Herhangi bir ürüne YERLİ diyebilmek için o ürünün tasarımcısının kim olduğuna, patentinin kimde olduğuna bakmak yeterlidir. Örneğin bir ütünün tasarımı, formülü, projesi, dizaynı yabancı ülkeye ait ise o ürün bu topraklarda üretilse bile yerli olarak nitelenemez.
Günümüzde dünyada tamamı yerli bir ürün yapma imkanı hiçbir ülkede yoktur. Bir TV üretmeye kalktığınızda cihazın içindeki 1000 civarı parçayı ayrı ayrı ülkelerden almak zorundasınız.
Bizim ülkemizde çok sayıda araştırmacı, bilim insanı, akademisyen, AR-GE mühendisi var. Ama son 300 yıldır tasarım yapma, yenilik yapma, icat çıkarma noktasında donmuş haldeyiz. Bu çemberi kıramıyoruz.
İcat çıkaran, sürüden ayrılan, değişim isteyenler hep engelleniyor. 175 bin civarı üniversite akademisyenimiz var.
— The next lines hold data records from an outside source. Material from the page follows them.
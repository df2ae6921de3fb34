use std::collections::VecDeque;

use bit_set::BitSet;
use tracing::{debug, trace};

use crate::automaton::{Automaton, StateId};
use crate::error::AutomatonError;
use crate::math::{Map, Partition};

impl Automaton {
    /// Minimizes a complete DFA into the unique smallest complete DFA for the
    /// same language, up to state renaming. Fails with
    /// [`AutomatonError::NotDeterministic`] or [`AutomatonError::NotComplete`]
    /// when the precondition is violated, completion is the caller's job.
    ///
    /// Unreachable states are pruned first, then the states are refined by
    /// Hopcroft partition refinement: starting from the accepting versus
    /// non-accepting split, a worklist of (block, symbol) pairs drives
    /// splitting every block whose members disagree on where the symbol leads.
    /// When the worklist drains, blocks group exactly the states with equal
    /// residual languages and become the states of the result. Each block
    /// state is named after its smallest member.
    pub fn minimize(&self) -> Result<Automaton, AutomatonError> {
        self.require_complete()?;
        let trimmed = self.trim()?;
        let (ids, index_of) = trimmed.dense_index();
        let blocks = trimmed.refine_blocks(&ids, &index_of);
        let minimized = trimmed.quotient_by_blocks(&ids, &blocks)?;
        debug!(
            "minimized {} states down to {}",
            self.size(),
            minimized.size()
        );
        Ok(minimized)
    }

    /// Computes the language partition underlying
    /// [`minimize`](Automaton::minimize): the reachable states of a complete
    /// DFA grouped into classes with equal residual languages. Exposed
    /// separately so tooling can show which original states collapsed.
    pub fn state_partition(&self) -> Result<Partition<StateId>, AutomatonError> {
        self.require_complete()?;
        let trimmed = self.trim()?;
        let (ids, index_of) = trimmed.dense_index();
        let blocks = trimmed.refine_blocks(&ids, &index_of);
        Ok(Partition::new(blocks.iter().map(|block| {
            block.iter().map(|dense| ids[dense]).collect::<Vec<_>>()
        })))
    }

    /// Checks whether the automaton is already as small as its language
    /// allows: every state is reachable and no two states share a residual
    /// language, so [`minimize`](Automaton::minimize) would return an
    /// automaton of the same size. Shares the complete-DFA precondition with
    /// [`state_partition`](Automaton::state_partition).
    pub fn is_minimal(&self) -> Result<bool, AutomatonError> {
        Ok(self.state_partition()?.size() == self.size())
    }

    /// Sorted state ids paired with their positions, the dense indexing the
    /// bit sets below work on.
    fn dense_index(&self) -> (Vec<StateId>, Map<StateId, usize>) {
        let ids: Vec<StateId> = self.state_ids().collect();
        let index_of = ids.iter().enumerate().map(|(i, &id)| (id, i)).collect();
        (ids, index_of)
    }

    /// Partition refinement over dense state indices. Assumes `self` is a
    /// trimmed complete DFA. Returns the final blocks, each non-empty.
    fn refine_blocks(&self, ids: &[StateId], index_of: &Map<StateId, usize>) -> Vec<BitSet> {
        let accepting: BitSet = ids
            .iter()
            .enumerate()
            .filter(|(_, id)| self.state(**id).is_some_and(|state| state.is_accepting()))
            .map(|(dense, _)| dense)
            .collect();
        let mut rejecting: BitSet = (0..ids.len()).collect();
        rejecting.difference_with(&accepting);

        let mut blocks: Vec<BitSet> = Vec::new();
        if !accepting.is_empty() {
            blocks.push(accepting);
        }
        if !rejecting.is_empty() {
            blocks.push(rejecting);
        }

        // reverse transition index: who enters `target` on `sym`
        let mut predecessors: Map<(usize, char), BitSet> = Map::default();
        for (dense, &id) in ids.iter().enumerate() {
            for sym in self.alphabet().symbols() {
                if let Some(target) = self.successor(id, sym) {
                    predecessors
                        .entry((index_of[&target], sym))
                        .or_default()
                        .insert(dense);
                }
            }
        }

        let mut worklist: VecDeque<(usize, char)> = (0..blocks.len())
            .flat_map(|idx| self.alphabet().symbols().map(move |sym| (idx, sym)))
            .collect();

        while let Some((splitter_idx, sym)) = worklist.pop_front() {
            let mut moving = BitSet::new();
            for target in blocks[splitter_idx].iter() {
                if let Some(sources) = predecessors.get(&(target, sym)) {
                    moving.union_with(sources);
                }
            }
            if moving.is_empty() {
                continue;
            }

            let mut splits = Vec::new();
            for (idx, block) in blocks.iter().enumerate() {
                let mut inside = block.clone();
                inside.intersect_with(&moving);
                if inside.is_empty() || inside.len() == block.len() {
                    continue;
                }
                let mut outside = block.clone();
                outside.difference_with(&moving);
                // the smaller half is the one that gets re-enqueued
                let (keep, push) = if inside.len() <= outside.len() {
                    (outside, inside)
                } else {
                    (inside, outside)
                };
                splits.push((idx, keep, push));
            }

            for (idx, keep, push) in splits {
                let minted = blocks.len();
                trace!(
                    "splitting block {idx} on `{sym}` into sizes {} and {}",
                    keep.len(),
                    push.len()
                );
                blocks[idx] = keep;
                blocks.push(push);
                for enqueue_sym in self.alphabet().symbols() {
                    worklist.push_back((minted, enqueue_sym));
                }
            }
        }

        blocks
    }

    /// Builds the quotient automaton with one state per block. Transitions
    /// follow any representative, refinement guarantees all members agree.
    fn quotient_by_blocks(
        &self,
        ids: &[StateId],
        blocks: &[BitSet],
    ) -> Result<Automaton, AutomatonError> {
        let mut block_of: Map<StateId, usize> = Map::default();
        for (idx, block) in blocks.iter().enumerate() {
            for dense in block.iter() {
                block_of.insert(ids[dense], idx);
            }
        }

        let initial = self.initial_states();
        let mut minimized = Automaton::new(self.alphabet().clone());
        let mut minted: Vec<StateId> = Vec::with_capacity(blocks.len());
        let mut representatives: Vec<StateId> = Vec::with_capacity(blocks.len());
        for block in blocks {
            let Some(first) = block.iter().next() else {
                continue;
            };
            let representative = ids[first];
            let name = self
                .state(representative)
                .map(|state| state.name().to_string())
                .unwrap_or_default();
            let accepting = self
                .state(representative)
                .is_some_and(|state| state.is_accepting());
            let is_initial = block.iter().any(|dense| initial.contains(&ids[dense]));
            minted.push(minimized.add_state(name, is_initial, accepting));
            representatives.push(representative);
        }

        for (idx, &representative) in representatives.iter().enumerate() {
            for sym in self.alphabet().symbols() {
                if let Some(target) = self.successor(representative, sym) {
                    minimized.add_transition(minted[idx], sym, minted[block_of[&target]])?;
                }
            }
        }
        Ok(minimized)
    }
}

#[cfg(test)]
mod tests {
    use crate::prelude::*;

    // the classic six state minimization example, collapses to three states
    fn wiki_dfa() -> Automaton {
        AutomatonBuilder::default()
            .with_transitions([
                (0, 'a', 1),
                (0, 'b', 2),
                (1, 'a', 0),
                (1, 'b', 3),
                (2, 'a', 4),
                (2, 'b', 5),
                (3, 'a', 4),
                (3, 'b', 5),
                (4, 'a', 4),
                (4, 'b', 5),
                (5, 'a', 5),
                (5, 'b', 5),
            ])
            .with_accepting_states([2, 3, 4])
            .into_dfa(0)
    }

    #[test_log::test]
    fn minimization_collapses_equivalent_states() {
        let dfa = wiki_dfa();
        let minimized = dfa.minimize().unwrap();
        assert_eq!(minimized.size(), 3);
        assert!(minimized.is_complete());

        for word in ["", "a", "b", "ab", "ba", "bb", "aba", "abb", "bab"] {
            assert_eq!(dfa.accepts(word), minimized.accepts(word), "word {word:?}");
        }
    }

    #[test]
    fn partition_groups_language_equivalent_states() {
        let dfa = wiki_dfa();
        let q: Vec<StateId> = dfa.state_ids().collect();
        let partition = dfa.state_partition().unwrap();

        assert_eq!(partition.size(), 3);
        assert_eq!(
            partition.class_of(&q[0]),
            Some(&[q[0], q[1]].into_iter().collect())
        );
        assert_eq!(
            partition.class_of(&q[2]),
            Some(&[q[2], q[3], q[4]].into_iter().collect())
        );
        assert_eq!(partition.class_of(&q[5]), Some(&[q[5]].into_iter().collect()));
    }

    #[test]
    fn minimization_is_idempotent_up_to_isomorphism() {
        let once = wiki_dfa().minimize().unwrap();
        let twice = once.minimize().unwrap();
        assert!(twice.size() <= once.size());
        assert_eq!(once.isomorphic(&twice), Ok(true));
    }

    #[test]
    fn minimality_check_spots_collapsible_and_unreachable_states() {
        let dfa = wiki_dfa();
        assert_eq!(dfa.is_minimal(), Ok(false));

        let minimized = dfa.minimize().unwrap();
        assert_eq!(minimized.is_minimal(), Ok(true));

        // an unreachable state disqualifies even a refined transition core
        let mut padded = minimized.clone();
        let island = padded.add_state("island", false, false);
        padded.add_transition(island, 'a', island).unwrap();
        padded.add_transition(island, 'b', island).unwrap();
        assert_eq!(padded.is_minimal(), Ok(false));

        let nfa = AutomatonBuilder::default()
            .with_transitions([(0, 'a', 0), (0, 'a', 1)])
            .into_nfa([0]);
        assert!(matches!(
            nfa.is_minimal(),
            Err(AutomatonError::NotDeterministic(_))
        ));
    }

    #[test]
    fn unreachable_states_are_pruned_before_refinement() {
        let mut dfa = wiki_dfa();
        let island = dfa.add_state("island", false, true);
        dfa.add_transition(island, 'a', island).unwrap();
        dfa.add_transition(island, 'b', island).unwrap();

        let minimized = dfa.minimize().unwrap();
        assert_eq!(minimized.size(), 3);
    }

    #[test]
    fn minimization_demands_a_complete_dfa() {
        let partial = AutomatonBuilder::default()
            .with_transitions([(0, 'a', 1)])
            .with_alphabet_symbols(['b'])
            .with_accepting_states([1])
            .into_dfa(0);
        assert!(matches!(
            partial.minimize(),
            Err(AutomatonError::NotComplete { .. })
        ));

        let nfa = AutomatonBuilder::default()
            .with_transitions([(0, 'a', 0), (0, 'a', 1)])
            .into_nfa([0]);
        assert!(matches!(
            nfa.minimize(),
            Err(AutomatonError::NotDeterministic(_))
        ));
    }

    #[test]
    fn empty_language_minimizes_to_a_single_rejecting_state() {
        let dfa = AutomatonBuilder::default()
            .with_transitions([(0, 'a', 1), (1, 'a', 0)])
            .into_dfa(0);
        let minimized = dfa.minimize().unwrap();
        assert_eq!(minimized.size(), 1);
        assert_eq!(minimized.accepts(""), Ok(false));
        assert_eq!(minimized.accepts("aaaa"), Ok(false));
    }

    #[test]
    fn full_language_minimizes_to_a_single_accepting_state() {
        let dfa = AutomatonBuilder::default()
            .with_transitions([(0, 'a', 1), (1, 'a', 0)])
            .with_accepting_states([0, 1])
            .into_dfa(0);
        let minimized = dfa.minimize().unwrap();
        assert_eq!(minimized.size(), 1);
        assert_eq!(minimized.accepts(""), Ok(true));
        assert_eq!(minimized.accepts("aaa"), Ok(true));
    }
}
use std::time::Duration;

use rand::rngs::StdRng;
use rand::{Rng, SeedableRng};
use roster_core::{generate_directory, UserRecord, PAGE_SIZE};
use tracing::debug;

/// Inclusive artificial latency bounds applied before every read, emulating
/// a slow upstream. Zero-width at zero disables the delay.
#[derive(Debug, Clone, Copy)]
pub struct LatencyRange {
    pub min: Duration,
    pub max: Duration,
}

impl LatencyRange {
    pub fn from_millis(min_ms: u64, max_ms: u64) -> Self {
        Self {
            min: Duration::from_millis(min_ms),
            max: Duration::from_millis(max_ms.max(min_ms)),
        }
    }

    pub fn disabled() -> Self {
        Self::from_millis(0, 0)
    }

    fn sample(&self) -> Duration {
        if self.max.is_zero() {
            return Duration::ZERO;
        }
        rand::thread_rng().gen_range(self.min..=self.max)
    }
}

/// The fixed in-memory record collection. Generated once at startup and
/// never mutated afterwards, so handlers can share it behind an `Arc`
/// without locking.
pub struct UserDirectory {
    records: Vec<UserRecord>,
    latency: LatencyRange,
}

impl UserDirectory {
    pub fn new(seed: Option<u64>, latency: LatencyRange) -> Self {
        let mut rng = match seed {
            Some(seed) => StdRng::seed_from_u64(seed),
            None => StdRng::from_entropy(),
        };
        Self {
            records: generate_directory(&mut rng),
            latency,
        }
    }

    /// Records at offset `(page - 1) * PAGE_SIZE`, at most `PAGE_SIZE` of
    /// them. Out-of-range pages (including non-positive ones) yield an
    /// empty slice, never an error.
    pub async fn list_page(&self, page: i64) -> &[UserRecord] {
        self.pause().await;
        if page < 1 {
            return &[];
        }
        let start = (page as usize - 1).saturating_mul(PAGE_SIZE);
        if start >= self.records.len() {
            return &[];
        }
        let end = (start + PAGE_SIZE).min(self.records.len());
        &self.records[start..end]
    }

    /// Exact-match lookup. Absent is a valid result, not an error.
    pub async fn find_by_key(&self, username: &str) -> Option<&UserRecord> {
        self.pause().await;
        self.records.iter().find(|r| r.username == username)
    }

    /// All records flagged spammy, unpaged.
    pub async fn spammy_users(&self) -> Vec<UserRecord> {
        self.pause().await;
        self.records.iter().filter(|r| r.spammy).cloned().collect()
    }

    /// Suspends the calling request for a randomized interval. The sleep is
    /// an await point only; concurrent requests delay independently.
    async fn pause(&self) {
        let delay = self.latency.sample();
        if delay.is_zero() {
            return;
        }
        debug!(delay_ms = delay.as_millis() as u64, "simulating upstream latency");
        tokio::time::sleep(delay).await;
    }
}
Bunların binde 1’i bile kitap yazma, proje üretme, patent alma konusunda sıfır mertebesinde.
1150 bin öğretmenimiz var. Bunların da onbinde 1’i bile yazılım, kodlama, robotik, kitap, patent, AR-GE peşinde değil.
Son 300 yılda eğitim – öğretim işini boşladık, küçümsedik. Ezberci, nakilci modelleri öne çıkardık. Bunun sonucu olarak 21. Yüzyıldan kopuk, boş övünmelerle şişinen bir toplum haline geldik.
120 yazılım (kodlama) dili var. Bunun en az 1 tanesini bilen 1000 öğretmenimiz bile olmadı.
Bu ülkenin kalkınması patent, buluş, icat sayesinde olacaktır. Bilgisayarı, robotu, telefonu, matkabı vb. tasarlayalım. Bunu dünyanın 100 ülkesinde istediğimiz fiyata ürettirebiliriz.